Select from the records below every line that has the word "exit" in it.

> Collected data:
§

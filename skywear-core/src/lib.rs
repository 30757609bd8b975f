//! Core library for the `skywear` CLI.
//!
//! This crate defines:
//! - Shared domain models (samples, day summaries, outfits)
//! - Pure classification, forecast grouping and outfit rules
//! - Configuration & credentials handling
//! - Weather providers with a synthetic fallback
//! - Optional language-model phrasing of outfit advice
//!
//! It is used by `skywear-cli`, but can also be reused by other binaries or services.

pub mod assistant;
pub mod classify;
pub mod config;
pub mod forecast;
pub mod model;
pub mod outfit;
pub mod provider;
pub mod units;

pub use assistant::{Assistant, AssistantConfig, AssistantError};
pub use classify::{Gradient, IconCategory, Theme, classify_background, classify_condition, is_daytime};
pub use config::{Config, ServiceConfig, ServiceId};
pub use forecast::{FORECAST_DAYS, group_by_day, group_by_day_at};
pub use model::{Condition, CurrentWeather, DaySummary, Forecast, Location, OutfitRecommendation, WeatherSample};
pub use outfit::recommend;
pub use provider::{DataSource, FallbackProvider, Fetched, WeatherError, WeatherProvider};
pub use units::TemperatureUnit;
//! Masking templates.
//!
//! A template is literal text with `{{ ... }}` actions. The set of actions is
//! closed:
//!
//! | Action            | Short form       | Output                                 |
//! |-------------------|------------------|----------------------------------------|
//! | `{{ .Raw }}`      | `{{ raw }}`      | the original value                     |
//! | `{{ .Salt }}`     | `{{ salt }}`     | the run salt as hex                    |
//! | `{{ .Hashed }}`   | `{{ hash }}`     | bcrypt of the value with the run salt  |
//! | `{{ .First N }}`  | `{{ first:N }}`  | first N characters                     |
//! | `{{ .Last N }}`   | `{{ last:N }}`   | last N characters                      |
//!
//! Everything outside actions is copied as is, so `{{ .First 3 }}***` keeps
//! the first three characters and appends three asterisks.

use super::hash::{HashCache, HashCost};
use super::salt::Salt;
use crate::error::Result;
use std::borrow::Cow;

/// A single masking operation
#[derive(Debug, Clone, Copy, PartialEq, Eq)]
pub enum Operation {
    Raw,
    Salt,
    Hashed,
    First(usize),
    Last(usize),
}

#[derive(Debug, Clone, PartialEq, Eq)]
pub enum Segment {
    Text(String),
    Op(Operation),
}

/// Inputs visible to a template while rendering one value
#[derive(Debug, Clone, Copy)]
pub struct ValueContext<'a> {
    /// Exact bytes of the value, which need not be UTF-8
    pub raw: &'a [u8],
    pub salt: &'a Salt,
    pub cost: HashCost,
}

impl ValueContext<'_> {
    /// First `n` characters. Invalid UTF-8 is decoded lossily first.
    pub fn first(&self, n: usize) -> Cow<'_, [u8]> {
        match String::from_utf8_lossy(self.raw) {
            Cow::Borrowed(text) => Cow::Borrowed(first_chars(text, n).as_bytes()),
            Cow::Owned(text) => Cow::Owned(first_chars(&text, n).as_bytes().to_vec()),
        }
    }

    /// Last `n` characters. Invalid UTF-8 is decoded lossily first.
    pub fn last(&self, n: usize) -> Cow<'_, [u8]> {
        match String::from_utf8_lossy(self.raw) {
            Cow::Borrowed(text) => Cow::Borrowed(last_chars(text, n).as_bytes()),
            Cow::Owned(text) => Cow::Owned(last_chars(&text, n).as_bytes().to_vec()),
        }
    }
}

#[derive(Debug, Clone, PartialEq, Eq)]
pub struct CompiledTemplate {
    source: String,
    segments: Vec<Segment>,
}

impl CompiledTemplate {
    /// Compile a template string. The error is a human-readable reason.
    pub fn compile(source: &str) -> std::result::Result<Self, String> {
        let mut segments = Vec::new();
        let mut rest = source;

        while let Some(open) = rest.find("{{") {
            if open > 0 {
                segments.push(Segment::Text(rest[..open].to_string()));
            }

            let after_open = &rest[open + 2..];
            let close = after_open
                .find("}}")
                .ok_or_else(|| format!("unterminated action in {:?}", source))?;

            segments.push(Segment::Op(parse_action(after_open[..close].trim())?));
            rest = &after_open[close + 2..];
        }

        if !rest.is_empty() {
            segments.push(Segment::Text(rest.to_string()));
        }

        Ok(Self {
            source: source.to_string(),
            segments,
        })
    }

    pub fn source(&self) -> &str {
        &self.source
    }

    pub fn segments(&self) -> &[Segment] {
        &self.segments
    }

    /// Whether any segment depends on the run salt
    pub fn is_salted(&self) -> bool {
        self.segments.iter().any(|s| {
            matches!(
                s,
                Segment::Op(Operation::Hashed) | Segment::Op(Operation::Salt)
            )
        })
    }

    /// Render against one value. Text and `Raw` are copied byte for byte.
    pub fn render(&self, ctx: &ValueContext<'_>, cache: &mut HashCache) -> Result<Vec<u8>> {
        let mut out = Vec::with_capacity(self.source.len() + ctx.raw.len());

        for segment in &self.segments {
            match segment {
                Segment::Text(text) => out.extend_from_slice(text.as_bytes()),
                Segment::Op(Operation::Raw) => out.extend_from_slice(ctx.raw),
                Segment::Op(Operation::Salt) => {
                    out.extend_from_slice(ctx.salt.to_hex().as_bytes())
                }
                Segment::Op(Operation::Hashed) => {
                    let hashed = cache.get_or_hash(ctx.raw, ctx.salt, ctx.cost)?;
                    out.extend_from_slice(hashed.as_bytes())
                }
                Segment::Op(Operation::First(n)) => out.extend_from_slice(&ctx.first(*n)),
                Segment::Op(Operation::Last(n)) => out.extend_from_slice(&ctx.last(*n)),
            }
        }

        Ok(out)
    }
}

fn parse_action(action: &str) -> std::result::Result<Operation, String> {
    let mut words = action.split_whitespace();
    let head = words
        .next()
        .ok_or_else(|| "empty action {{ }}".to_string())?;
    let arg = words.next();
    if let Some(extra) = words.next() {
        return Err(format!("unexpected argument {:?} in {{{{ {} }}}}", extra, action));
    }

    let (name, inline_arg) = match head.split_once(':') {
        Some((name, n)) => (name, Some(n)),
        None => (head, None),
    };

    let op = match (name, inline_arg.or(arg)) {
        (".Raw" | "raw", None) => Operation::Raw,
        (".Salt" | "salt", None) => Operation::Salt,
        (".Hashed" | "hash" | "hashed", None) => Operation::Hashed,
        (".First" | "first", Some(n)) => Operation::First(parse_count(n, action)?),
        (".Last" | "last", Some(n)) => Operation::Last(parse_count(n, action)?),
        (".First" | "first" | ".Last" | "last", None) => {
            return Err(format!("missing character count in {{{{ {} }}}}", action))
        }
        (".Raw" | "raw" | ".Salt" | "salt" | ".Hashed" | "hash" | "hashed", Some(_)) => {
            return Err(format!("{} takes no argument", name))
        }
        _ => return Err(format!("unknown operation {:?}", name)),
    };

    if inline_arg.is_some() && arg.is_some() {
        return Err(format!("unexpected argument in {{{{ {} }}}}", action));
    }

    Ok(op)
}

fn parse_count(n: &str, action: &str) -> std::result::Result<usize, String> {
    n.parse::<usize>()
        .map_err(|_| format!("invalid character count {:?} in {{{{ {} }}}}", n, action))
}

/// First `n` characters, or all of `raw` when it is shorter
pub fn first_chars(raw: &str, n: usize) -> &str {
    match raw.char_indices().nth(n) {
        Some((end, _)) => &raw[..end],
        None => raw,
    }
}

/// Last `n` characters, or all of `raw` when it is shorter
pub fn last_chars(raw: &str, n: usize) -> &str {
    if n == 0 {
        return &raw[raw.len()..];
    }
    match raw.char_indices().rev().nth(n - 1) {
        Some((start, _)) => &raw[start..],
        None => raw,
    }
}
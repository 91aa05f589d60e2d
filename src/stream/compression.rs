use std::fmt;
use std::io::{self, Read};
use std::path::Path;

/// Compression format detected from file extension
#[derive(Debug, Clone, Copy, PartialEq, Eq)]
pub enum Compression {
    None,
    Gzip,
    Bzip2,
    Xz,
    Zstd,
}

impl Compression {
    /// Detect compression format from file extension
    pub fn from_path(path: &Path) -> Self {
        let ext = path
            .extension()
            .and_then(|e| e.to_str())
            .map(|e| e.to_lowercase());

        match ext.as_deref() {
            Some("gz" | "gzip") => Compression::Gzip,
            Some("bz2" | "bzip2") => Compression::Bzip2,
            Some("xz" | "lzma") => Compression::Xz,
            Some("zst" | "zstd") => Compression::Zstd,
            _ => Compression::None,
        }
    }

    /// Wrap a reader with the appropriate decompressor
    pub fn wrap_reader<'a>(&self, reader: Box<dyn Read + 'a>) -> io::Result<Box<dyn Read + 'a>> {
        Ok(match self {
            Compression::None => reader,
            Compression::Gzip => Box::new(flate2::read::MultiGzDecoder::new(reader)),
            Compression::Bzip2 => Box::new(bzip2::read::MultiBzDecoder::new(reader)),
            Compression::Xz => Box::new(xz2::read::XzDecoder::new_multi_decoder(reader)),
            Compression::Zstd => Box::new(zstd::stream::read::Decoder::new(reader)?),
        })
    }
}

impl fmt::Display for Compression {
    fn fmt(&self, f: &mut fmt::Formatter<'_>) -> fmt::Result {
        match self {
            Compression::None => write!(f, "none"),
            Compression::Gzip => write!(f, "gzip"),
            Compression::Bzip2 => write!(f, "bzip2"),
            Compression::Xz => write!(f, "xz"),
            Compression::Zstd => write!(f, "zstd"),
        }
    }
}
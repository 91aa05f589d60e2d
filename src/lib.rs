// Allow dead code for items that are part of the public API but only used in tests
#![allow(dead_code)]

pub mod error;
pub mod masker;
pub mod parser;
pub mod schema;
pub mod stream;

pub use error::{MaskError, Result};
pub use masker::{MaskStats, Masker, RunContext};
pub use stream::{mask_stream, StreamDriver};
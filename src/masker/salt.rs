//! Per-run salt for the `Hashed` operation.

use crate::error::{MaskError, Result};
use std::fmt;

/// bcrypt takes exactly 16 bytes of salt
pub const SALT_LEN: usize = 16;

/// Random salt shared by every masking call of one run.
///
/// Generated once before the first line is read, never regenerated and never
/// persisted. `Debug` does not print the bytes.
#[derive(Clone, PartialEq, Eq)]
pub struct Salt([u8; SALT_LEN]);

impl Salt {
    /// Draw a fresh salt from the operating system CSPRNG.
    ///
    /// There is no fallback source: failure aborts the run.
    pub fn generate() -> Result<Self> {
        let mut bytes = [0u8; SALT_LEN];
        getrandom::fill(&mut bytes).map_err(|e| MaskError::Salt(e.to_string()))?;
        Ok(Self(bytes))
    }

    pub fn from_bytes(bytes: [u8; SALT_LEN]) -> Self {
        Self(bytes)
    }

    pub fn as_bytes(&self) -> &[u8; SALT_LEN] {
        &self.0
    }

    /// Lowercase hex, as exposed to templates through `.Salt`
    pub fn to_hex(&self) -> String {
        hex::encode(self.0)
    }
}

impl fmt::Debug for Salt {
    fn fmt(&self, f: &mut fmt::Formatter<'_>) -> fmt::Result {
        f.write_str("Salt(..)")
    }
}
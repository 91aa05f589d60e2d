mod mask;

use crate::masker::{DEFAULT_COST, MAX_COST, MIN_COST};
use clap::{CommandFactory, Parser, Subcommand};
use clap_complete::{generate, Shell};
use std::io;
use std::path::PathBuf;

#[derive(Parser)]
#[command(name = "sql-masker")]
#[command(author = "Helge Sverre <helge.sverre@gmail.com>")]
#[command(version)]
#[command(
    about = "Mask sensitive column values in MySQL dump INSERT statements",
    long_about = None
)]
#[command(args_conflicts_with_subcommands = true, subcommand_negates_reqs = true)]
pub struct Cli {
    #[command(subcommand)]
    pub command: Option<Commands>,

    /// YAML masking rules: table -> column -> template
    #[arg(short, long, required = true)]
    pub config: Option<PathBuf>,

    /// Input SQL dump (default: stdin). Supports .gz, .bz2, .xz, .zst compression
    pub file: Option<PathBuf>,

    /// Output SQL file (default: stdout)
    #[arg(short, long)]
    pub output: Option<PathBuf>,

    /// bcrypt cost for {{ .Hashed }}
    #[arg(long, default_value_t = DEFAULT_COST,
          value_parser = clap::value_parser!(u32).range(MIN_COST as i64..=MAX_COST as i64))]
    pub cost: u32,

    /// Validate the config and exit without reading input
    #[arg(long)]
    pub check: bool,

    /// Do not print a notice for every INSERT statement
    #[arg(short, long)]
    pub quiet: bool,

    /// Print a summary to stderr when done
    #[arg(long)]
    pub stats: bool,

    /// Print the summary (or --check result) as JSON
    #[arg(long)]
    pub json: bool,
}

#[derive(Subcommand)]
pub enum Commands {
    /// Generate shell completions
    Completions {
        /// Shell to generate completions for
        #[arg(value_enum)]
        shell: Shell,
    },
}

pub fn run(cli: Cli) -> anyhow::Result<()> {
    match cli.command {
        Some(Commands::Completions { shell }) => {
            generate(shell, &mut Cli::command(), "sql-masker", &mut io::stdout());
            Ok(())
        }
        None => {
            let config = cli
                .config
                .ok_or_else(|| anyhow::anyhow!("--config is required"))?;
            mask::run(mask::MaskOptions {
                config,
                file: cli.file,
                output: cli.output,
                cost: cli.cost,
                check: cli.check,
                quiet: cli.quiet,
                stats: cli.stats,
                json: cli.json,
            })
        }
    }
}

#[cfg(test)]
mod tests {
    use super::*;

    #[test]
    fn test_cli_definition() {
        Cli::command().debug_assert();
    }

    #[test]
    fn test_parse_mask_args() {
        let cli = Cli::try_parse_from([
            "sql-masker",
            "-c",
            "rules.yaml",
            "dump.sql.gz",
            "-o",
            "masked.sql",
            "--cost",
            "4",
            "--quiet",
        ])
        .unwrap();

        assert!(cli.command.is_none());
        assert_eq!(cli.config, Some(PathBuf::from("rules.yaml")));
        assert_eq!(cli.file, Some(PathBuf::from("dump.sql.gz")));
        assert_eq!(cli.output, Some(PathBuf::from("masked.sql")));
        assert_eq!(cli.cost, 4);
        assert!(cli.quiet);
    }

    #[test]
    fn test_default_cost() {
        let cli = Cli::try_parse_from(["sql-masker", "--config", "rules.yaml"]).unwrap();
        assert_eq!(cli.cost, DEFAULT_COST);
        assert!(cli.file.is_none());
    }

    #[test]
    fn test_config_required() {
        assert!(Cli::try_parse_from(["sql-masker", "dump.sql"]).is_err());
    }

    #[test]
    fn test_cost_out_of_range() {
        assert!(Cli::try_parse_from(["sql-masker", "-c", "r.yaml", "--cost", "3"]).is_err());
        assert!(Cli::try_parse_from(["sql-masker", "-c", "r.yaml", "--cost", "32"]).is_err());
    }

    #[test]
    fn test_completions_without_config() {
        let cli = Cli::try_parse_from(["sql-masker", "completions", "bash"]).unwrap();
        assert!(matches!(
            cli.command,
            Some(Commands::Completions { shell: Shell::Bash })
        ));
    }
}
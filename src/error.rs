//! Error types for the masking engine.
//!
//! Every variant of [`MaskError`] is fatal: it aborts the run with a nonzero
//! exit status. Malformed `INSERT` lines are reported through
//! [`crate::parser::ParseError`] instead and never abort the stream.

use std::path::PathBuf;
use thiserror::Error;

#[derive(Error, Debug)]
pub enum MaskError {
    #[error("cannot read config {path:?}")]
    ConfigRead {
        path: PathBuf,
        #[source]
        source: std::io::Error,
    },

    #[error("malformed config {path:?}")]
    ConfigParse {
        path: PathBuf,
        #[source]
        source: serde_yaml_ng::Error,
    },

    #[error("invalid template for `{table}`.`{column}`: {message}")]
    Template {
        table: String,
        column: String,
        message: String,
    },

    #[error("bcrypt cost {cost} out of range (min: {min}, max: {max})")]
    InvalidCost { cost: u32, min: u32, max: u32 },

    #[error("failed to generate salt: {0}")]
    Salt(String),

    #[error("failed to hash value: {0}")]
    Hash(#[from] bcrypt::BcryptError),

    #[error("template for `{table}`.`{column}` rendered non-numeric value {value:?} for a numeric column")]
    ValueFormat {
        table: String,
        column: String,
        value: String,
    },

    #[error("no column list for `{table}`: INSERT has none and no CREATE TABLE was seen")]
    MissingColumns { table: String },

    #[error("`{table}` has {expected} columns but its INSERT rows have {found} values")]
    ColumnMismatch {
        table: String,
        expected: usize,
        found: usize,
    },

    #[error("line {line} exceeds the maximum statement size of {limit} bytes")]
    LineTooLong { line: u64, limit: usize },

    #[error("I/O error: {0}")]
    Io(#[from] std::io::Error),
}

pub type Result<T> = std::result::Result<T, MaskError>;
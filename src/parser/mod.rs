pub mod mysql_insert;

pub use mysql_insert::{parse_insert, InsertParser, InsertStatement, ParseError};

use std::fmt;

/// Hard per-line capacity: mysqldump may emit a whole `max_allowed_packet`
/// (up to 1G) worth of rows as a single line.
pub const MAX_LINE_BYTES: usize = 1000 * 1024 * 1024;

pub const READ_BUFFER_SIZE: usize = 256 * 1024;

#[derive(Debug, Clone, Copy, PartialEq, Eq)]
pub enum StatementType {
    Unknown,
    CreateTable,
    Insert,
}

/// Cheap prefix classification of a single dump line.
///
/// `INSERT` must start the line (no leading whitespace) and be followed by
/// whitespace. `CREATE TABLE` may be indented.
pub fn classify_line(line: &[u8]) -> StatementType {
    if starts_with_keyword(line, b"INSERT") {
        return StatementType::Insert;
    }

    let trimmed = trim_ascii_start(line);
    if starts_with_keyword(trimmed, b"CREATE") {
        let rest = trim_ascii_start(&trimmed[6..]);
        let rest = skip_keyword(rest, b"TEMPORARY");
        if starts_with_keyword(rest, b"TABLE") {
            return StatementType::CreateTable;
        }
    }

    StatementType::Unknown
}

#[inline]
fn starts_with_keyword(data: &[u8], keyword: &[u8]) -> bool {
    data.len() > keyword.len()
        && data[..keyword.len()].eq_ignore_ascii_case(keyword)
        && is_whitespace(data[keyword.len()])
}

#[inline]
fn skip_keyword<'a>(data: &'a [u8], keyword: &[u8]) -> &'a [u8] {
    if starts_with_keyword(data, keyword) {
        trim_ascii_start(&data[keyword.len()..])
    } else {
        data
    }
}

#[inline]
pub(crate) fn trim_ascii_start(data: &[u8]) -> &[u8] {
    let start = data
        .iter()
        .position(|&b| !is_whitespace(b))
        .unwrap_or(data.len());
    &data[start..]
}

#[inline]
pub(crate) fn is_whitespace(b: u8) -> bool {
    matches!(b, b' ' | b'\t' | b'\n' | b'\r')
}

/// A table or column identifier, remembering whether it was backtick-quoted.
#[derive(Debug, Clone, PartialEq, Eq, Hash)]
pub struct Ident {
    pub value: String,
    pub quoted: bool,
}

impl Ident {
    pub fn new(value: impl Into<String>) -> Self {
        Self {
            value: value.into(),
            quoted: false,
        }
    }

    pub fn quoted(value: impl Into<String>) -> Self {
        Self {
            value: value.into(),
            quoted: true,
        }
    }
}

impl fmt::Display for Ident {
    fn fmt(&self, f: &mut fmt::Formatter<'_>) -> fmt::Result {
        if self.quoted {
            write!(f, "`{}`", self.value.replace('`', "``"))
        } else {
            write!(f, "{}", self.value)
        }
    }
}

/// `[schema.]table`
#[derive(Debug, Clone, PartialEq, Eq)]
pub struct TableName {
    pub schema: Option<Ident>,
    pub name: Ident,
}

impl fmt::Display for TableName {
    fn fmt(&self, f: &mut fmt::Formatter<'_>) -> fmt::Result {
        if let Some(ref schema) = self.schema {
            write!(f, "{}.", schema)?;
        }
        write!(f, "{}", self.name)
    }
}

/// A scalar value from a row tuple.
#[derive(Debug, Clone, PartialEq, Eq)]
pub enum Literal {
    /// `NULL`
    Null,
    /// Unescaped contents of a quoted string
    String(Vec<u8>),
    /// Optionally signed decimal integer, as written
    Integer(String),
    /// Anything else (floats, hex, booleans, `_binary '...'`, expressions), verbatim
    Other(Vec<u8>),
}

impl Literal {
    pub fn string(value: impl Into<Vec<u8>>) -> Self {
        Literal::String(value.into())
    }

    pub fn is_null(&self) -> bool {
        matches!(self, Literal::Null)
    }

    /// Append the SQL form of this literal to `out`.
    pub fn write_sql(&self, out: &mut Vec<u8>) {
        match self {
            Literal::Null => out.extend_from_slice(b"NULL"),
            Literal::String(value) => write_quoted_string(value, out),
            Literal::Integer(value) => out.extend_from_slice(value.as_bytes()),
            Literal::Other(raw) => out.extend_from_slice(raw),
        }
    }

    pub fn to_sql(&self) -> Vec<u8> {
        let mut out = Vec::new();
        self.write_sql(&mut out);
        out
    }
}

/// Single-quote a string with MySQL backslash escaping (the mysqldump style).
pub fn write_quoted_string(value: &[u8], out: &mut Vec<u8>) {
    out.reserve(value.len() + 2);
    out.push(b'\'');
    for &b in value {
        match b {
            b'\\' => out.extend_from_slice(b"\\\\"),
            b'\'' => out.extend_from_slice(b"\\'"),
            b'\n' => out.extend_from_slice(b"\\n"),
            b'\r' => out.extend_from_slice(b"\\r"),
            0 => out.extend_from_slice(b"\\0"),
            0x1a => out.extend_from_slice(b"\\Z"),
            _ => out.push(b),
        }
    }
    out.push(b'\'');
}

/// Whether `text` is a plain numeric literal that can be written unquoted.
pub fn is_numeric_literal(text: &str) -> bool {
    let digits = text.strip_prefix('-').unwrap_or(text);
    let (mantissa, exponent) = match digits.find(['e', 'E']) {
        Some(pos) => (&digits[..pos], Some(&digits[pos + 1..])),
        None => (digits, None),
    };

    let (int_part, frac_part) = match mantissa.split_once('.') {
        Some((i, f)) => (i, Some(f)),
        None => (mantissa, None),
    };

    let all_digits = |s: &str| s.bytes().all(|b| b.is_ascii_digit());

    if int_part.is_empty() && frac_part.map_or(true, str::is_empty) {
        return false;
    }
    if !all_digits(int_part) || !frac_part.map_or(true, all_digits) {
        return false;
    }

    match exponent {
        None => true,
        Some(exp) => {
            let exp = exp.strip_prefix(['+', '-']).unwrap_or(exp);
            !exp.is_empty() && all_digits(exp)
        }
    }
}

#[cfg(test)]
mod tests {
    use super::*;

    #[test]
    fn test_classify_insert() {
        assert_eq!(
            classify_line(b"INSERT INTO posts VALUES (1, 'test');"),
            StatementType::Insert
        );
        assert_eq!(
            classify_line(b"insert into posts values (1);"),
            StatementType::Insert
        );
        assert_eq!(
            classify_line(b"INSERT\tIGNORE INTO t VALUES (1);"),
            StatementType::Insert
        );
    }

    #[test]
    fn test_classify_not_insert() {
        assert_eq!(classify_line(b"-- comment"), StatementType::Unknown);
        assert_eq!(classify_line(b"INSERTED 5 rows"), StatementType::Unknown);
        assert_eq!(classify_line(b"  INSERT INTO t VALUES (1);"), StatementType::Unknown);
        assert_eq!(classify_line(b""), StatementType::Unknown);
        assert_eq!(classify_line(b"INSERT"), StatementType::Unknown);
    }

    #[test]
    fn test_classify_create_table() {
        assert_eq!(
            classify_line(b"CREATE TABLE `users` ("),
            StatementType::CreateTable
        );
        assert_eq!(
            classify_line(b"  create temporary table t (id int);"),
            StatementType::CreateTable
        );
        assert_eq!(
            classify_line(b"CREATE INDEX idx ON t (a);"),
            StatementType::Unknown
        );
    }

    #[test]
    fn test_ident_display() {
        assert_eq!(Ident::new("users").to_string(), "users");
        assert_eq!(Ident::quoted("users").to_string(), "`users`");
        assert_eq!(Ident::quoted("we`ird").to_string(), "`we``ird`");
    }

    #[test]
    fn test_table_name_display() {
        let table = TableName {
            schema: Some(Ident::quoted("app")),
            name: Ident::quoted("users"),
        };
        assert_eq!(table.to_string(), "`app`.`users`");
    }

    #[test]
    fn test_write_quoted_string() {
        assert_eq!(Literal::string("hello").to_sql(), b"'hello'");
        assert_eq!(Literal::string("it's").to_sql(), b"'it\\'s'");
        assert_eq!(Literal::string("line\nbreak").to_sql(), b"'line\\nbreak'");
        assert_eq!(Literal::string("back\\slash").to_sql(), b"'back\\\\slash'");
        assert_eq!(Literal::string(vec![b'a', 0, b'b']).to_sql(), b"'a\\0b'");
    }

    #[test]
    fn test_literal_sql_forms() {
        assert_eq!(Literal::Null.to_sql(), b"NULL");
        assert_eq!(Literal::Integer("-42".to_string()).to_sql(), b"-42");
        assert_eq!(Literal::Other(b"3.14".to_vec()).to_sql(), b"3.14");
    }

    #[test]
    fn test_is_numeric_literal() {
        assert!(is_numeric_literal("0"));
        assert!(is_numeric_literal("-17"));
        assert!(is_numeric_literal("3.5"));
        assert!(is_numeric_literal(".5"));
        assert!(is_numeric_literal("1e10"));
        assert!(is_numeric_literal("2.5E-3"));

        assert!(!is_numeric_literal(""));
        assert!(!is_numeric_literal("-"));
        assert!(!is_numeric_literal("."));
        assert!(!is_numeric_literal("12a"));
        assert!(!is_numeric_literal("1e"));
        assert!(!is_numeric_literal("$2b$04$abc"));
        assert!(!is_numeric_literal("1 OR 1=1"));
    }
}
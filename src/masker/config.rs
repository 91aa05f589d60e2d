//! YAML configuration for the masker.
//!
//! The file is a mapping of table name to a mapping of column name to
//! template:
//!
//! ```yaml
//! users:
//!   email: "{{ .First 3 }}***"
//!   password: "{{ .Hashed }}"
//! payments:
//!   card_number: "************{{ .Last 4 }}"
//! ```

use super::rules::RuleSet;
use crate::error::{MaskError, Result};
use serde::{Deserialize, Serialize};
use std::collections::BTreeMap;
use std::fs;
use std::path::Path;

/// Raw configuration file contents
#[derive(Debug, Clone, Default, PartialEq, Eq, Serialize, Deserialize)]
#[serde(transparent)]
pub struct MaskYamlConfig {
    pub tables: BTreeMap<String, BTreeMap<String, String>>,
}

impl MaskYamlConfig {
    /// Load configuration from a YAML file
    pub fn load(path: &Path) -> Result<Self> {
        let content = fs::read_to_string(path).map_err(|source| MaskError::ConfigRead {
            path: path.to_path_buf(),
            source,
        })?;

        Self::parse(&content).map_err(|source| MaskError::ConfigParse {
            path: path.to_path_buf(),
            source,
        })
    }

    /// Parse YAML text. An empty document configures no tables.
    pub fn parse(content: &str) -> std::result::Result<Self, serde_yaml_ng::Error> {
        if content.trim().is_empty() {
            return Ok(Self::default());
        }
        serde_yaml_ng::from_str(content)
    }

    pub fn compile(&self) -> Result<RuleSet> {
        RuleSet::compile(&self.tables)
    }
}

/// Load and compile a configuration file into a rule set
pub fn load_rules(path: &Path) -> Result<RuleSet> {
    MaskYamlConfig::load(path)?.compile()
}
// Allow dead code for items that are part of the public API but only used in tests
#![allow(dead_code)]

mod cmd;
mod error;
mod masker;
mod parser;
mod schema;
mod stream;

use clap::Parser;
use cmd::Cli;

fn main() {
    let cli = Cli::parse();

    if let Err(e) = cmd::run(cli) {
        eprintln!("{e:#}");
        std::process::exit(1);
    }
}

§

> Final answer:
    /// Validate the config and exit without reading input
//! exit status. Malformed `INSERT` lines are reported through
        std::process::exit(1);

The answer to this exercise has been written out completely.